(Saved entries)
★ ★ ★ ★ ★

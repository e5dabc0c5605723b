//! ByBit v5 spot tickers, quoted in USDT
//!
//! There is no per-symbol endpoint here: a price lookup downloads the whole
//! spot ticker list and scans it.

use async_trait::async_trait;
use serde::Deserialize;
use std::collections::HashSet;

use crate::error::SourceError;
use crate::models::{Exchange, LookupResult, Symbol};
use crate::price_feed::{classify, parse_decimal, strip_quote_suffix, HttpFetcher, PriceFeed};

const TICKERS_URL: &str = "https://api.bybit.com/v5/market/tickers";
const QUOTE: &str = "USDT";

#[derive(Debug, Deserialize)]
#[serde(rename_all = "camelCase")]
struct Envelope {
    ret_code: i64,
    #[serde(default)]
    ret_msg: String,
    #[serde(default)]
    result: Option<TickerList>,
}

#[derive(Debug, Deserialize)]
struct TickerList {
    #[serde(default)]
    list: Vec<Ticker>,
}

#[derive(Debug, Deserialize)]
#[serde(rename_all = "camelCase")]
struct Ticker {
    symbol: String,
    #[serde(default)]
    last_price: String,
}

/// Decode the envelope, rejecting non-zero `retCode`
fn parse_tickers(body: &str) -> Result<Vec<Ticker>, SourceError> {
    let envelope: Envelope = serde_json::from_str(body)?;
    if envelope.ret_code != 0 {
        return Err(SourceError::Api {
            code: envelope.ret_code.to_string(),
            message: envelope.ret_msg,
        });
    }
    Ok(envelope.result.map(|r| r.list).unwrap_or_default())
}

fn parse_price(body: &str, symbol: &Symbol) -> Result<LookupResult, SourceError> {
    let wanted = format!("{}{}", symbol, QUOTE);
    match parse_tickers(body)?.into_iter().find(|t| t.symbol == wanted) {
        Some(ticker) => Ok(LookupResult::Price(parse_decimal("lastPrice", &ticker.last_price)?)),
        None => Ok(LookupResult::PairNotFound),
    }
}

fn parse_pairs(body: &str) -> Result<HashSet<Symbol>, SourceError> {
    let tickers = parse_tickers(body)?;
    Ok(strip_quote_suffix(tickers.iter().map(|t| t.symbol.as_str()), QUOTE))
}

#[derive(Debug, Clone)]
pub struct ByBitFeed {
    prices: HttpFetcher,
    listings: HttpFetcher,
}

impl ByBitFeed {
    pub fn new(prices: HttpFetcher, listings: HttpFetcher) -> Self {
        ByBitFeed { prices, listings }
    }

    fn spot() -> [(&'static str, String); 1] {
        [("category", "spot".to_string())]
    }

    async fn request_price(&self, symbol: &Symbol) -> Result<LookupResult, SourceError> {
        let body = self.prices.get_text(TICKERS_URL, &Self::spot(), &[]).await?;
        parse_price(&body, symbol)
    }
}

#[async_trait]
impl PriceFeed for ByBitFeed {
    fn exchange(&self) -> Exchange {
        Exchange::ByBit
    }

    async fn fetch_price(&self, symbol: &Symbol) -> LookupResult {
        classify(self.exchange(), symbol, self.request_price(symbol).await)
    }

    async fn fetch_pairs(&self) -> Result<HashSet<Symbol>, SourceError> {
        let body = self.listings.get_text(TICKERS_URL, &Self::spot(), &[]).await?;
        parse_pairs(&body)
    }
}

★ ★ ★ ★ ★

(Exercise requirements)
All lines of the entries above where "await" turns up should be reported.

(Problem solution)
        let body = self.prices.get_text(TICKERS_URL, &Self::spot(), &[]).await?;
        classify(self.exchange(), symbol, self.request_price(symbol).await)
        let body = self.listings.get_text(TICKERS_URL, &Self::spot(), &[]).await?;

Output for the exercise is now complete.